Implementing a mixin for Flatbuffers #79

timrulebosch · 2022-05-12T19:36:38Z

Is your feature request related to a problem? Please describe.
I'm interested in supporting Flatbuffers via a Mixin. I already have a DataClass based encoder/decoder which uses getattr(...) to call the generated Flatbuffer code as well as loading modules with importlib.import_module(). However, that could be much faster if the code to do the encoding/decoding would be generated once for the schema.

Describe the solution you'd like
So far I can see how to implement the various serialization hooks (pre/post), but what would be the best way to implement the field serialization.

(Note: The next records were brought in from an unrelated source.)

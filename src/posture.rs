//! Posture aggregation.
//!
//! One fixed precedence rule: any critical failure wins, then any warning
//! failure, otherwise healthy. There are no weights or thresholds, so the
//! posture of an attempt can be recomputed from its log alone.

use serde::Serialize;
use std::fmt;

use crate::checks::{CheckResult, DiagnosticReport};

/// Aggregate health classification of one boot attempt.
#[derive(Debug, Clone, Copy, PartialEq, Eq, Serialize)]
#[serde(rename_all = "lowercase")]
pub enum Posture {
    Healthy,
    Degraded,
    Critical,
}

impl Posture {
    /// Derive the posture of a set of results. Order does not matter.
    pub fn of(results: &[CheckResult]) -> Self {
        if results.iter().any(CheckResult::is_critical_failure) {
            Posture::Critical
        } else if results.iter().any(CheckResult::is_warning_failure) {
            Posture::Degraded
        } else {
            Posture::Healthy
        }
    }

    pub fn label(self) -> &'static str {
        match self {
            Posture::Healthy => "HEALTHY",
            Posture::Degraded => "DEGRADED",
            Posture::Critical => "CRITICAL",
        }
    }
}

impl fmt::Display for Posture {
    fn fmt(&self, f: &mut fmt::Formatter<'_>) -> fmt::Result {
        f.write_str(self.label())
    }
}

/// Posture of a full report.
pub fn aggregate(report: &DiagnosticReport) -> Posture {
    Posture::of(&report.results)
}
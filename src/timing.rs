//! Check timing utilities.

use std::time::Instant;

/// A simple timer for measuring how long a probe took.
pub struct Timer {
    name: String,
    start: Instant,
}

impl Timer {
    /// Start a new timer with the given check name.
    pub fn start(name: &str) -> Self {
        Self {
            name: name.to_string(),
            start: Instant::now(),
        }
    }

    /// Finish the timer and print the elapsed time with a status tag to stderr.
    pub fn finish(self, status: &str) {
        let secs = self.start.elapsed().as_secs_f64();
        eprintln!("  [{:.1}s] {} {}", secs, self.name, status);
    }
}
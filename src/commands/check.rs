//! Check command - runs the health checks without handing off.

use anyhow::{bail, Context, Result};
use serde::Serialize;
use std::time::Duration;

use super::runtime;
use crate::checks::{self, CheckResult, Counts};
use crate::config::Config;
use crate::eventlog::EventLog;
use crate::posture::{self, Posture};

/// How long to wait for abandoned probe threads on exit.
const SHUTDOWN_GRACE: Duration = Duration::from_millis(100);

#[derive(Serialize)]
struct JsonReport<'a> {
    posture: Posture,
    counts: Counts,
    results: &'a [CheckResult],
}

/// Execute the check command.
pub fn cmd_check(config: &Config, json: bool, strict: bool) -> Result<()> {
    let runtime = runtime()?;
    let mut log = EventLog::new();
    let report = runtime.block_on(checks::run_all(checks::registry(config), &mut log));
    // A timed-out probe still holds a blocking thread; don't wait on it.
    runtime.shutdown_timeout(SHUTDOWN_GRACE);

    let posture = posture::aggregate(&report);

    if json {
        let out = JsonReport {
            posture,
            counts: report.counts(),
            results: &report.results,
        };
        let text = serde_json::to_string_pretty(&out).context("Failed to serialize report")?;
        println!("{}", text);
    } else {
        report.print();
        println!();
        println!("Posture: {}", posture);
    }

    if strict && posture == Posture::Critical {
        bail!("Boot health checks failed: posture is {}", posture);
    }
    Ok(())
}
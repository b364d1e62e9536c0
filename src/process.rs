//! External command execution with consistent error handling.
//!
//! The pre-root environment has no mount library, only the userland the
//! packager puts next to us (`mount`, `umount`, `findfs`, `switch_root`,
//! `sh`). Everything goes through [`Cmd`] so stderr is always captured and
//! ends up in the error message.

use anyhow::{bail, Context, Result};
use std::env;
use std::path::{Path, PathBuf};
use std::process::{Command, ExitStatus};

/// Search path for when the kernel started us without one.
pub const DEFAULT_PATH: &str = "/sbin:/bin:/usr/sbin:/usr/bin";

/// Result of a command execution.
#[derive(Debug, Clone)]
pub struct CommandResult {
    pub status: ExitStatus,
    pub stdout: String,
    pub stderr: String,
}

impl CommandResult {
    pub fn success(&self) -> bool {
        self.status.success()
    }

    /// Exit code, or -1 if terminated by signal.
    pub fn code(&self) -> i32 {
        self.status.code().unwrap_or(-1)
    }

    pub fn stdout_trimmed(&self) -> &str {
        self.stdout.trim()
    }

    pub fn stderr_trimmed(&self) -> &str {
        self.stderr.trim()
    }
}

/// Builder for configuring command execution.
pub struct Cmd {
    program: String,
    args: Vec<String>,
    /// If true, don't fail on non-zero exit.
    allow_fail: bool,
    error_prefix: Option<String>,
}

impl Cmd {
    pub fn new(program: impl AsRef<str>) -> Self {
        Self {
            program: program.as_ref().to_string(),
            args: Vec::new(),
            allow_fail: false,
            error_prefix: None,
        }
    }

    pub fn arg(mut self, arg: impl AsRef<str>) -> Self {
        self.args.push(arg.as_ref().to_string());
        self
    }

    pub fn args<I, S>(mut self, args: I) -> Self
    where
        I: IntoIterator<Item = S>,
        S: AsRef<str>,
    {
        for arg in args {
            self.args.push(arg.as_ref().to_string());
        }
        self
    }

    pub fn arg_path(mut self, path: &Path) -> Self {
        self.args.push(path.to_string_lossy().into_owned());
        self
    }

    /// Allow non-zero exit codes without failing.
    pub fn allow_fail(mut self) -> Self {
        self.allow_fail = true;
        self
    }

    pub fn error_msg(mut self, msg: impl AsRef<str>) -> Self {
        self.error_prefix = Some(msg.as_ref().to_string());
        self
    }

    /// Run the command and capture output.
    pub fn run(self) -> Result<CommandResult> {
        let program = find_program(&self.program).unwrap_or_else(|| PathBuf::from(&self.program));
        let output = Command::new(&program)
            .args(&self.args)
            .output()
            .with_context(|| format!("Failed to execute '{}'. Is it in the initramfs?", self.program))?;

        let result = CommandResult {
            status: output.status,
            stdout: String::from_utf8_lossy(&output.stdout).into_owned(),
            stderr: String::from_utf8_lossy(&output.stderr).into_owned(),
        };

        if !self.allow_fail && !result.success() {
            let prefix = self
                .error_prefix
                .unwrap_or_else(|| format!("'{}' failed", self.program));

            let stderr = result.stderr_trimmed();
            if stderr.is_empty() {
                bail!("{} (exit code {})", prefix, result.code());
            } else {
                bail!("{} (exit code {}): {}", prefix, result.code(), stderr);
            }
        }

        Ok(result)
    }
}

/// Set `PATH` to [`DEFAULT_PATH`] if it is unset or empty.
///
/// Only call this while no other thread is running.
pub fn ensure_path() {
    let missing = env::var_os("PATH").map_or(true, |p| p.is_empty());
    if missing {
        env::set_var("PATH", DEFAULT_PATH);
    }
}

/// Locate a program in PATH, falling back to [`DEFAULT_PATH`] when PATH is
/// unset or does not have it (the kernel starts init with an empty
/// environment).
pub fn find_program(program: &str) -> Option<PathBuf> {
    if let Ok(path) = which::which(program) {
        return Some(path);
    }
    search_default_path(program)
}

fn search_default_path(program: &str) -> Option<PathBuf> {
    DEFAULT_PATH
        .split(':')
        .map(|dir| Path::new(dir).join(program))
        .find(|candidate| candidate.is_file())
}

#[cfg(test)]
mod tests {
    use super::*;
    use serial_test::serial;

    #[test]
    fn test_run_success() {
        let result = Cmd::new("echo").arg("hello").run().unwrap();
        assert!(result.success());
        assert_eq!(result.stdout_trimmed(), "hello");
    }

    #[test]
    fn test_run_failure_includes_stderr() {
        let err = Cmd::new("ls")
            .arg("/nonexistent_path_12345")
            .run()
            .unwrap_err();
        let msg = err.to_string();
        assert!(msg.contains("No such file") || msg.contains("cannot access"));
    }

    #[test]
    fn test_custom_error_message() {
        let err = Cmd::new("false")
            .error_msg("mount of /newroot failed")
            .run()
            .unwrap_err();
        assert!(err.to_string().contains("mount of /newroot failed"));
    }

    #[test]
    fn test_allow_fail() {
        let result = Cmd::new("false").allow_fail().run().unwrap();
        assert!(!result.success());
        assert_eq!(result.code(), 1);
    }

    #[test]
    fn test_args_and_paths() {
        let result = Cmd::new("echo")
            .args(["-n", "a"])
            .arg_path(Path::new("/b"))
            .run()
            .unwrap();
        assert_eq!(result.stdout, "a /b");
    }

    #[test]
    fn test_find_program() {
        assert!(find_program("sh").is_some());
        assert!(find_program("nonexistent_program_12345").is_none());
    }

    #[test]
    fn test_default_path_covers_sbin() {
        assert!(DEFAULT_PATH.split(':').any(|dir| dir == "/sbin"));
        assert!(search_default_path("sh").is_some());
        assert!(search_default_path("nonexistent_program_12345").is_none());
    }

    #[test]
    #[serial]
    fn test_runs_without_path() {
        let saved = env::var_os("PATH");
        env::remove_var("PATH");
        let result = Cmd::new("sh").args(["-c", "echo ok"]).run();
        ensure_path();
        let restored = env::var("PATH");
        if let Some(path) = saved {
            env::set_var("PATH", path);
        }

        assert_eq!(result.unwrap().stdout_trimmed(), "ok");
        assert_eq!(restored.unwrap(), DEFAULT_PATH);
    }

    #[test]
    fn test_missing_program_is_an_error() {
        assert!(Cmd::new("nonexistent_program_12345").run().is_err());
    }
}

Generally, the code for each hooks needs to; based on the table/field name; load a module, call getattr() to find the right method to call, and then somehow emit the code in a way which can be used by the code builder. Possibly a default_encoder (Encoder)? Essentially, at some point, I need the list of fields, and a way to emit the necessary function calls to encode/decode data.

The pre/post hooks would take care of the "framing" of the Flatbuffer table (i.g. calling Start() and End() as well as creating a buffer at some point).

Describe alternatives you've considered
Currently I use getattr() calls each time a DataClass is serialized. So, I would like to generate the code only once, based on the DataClass, and thus get hopefully a significant performance boost.

Additional context
If its feasible, I don't mind to do implementation of the Mixin.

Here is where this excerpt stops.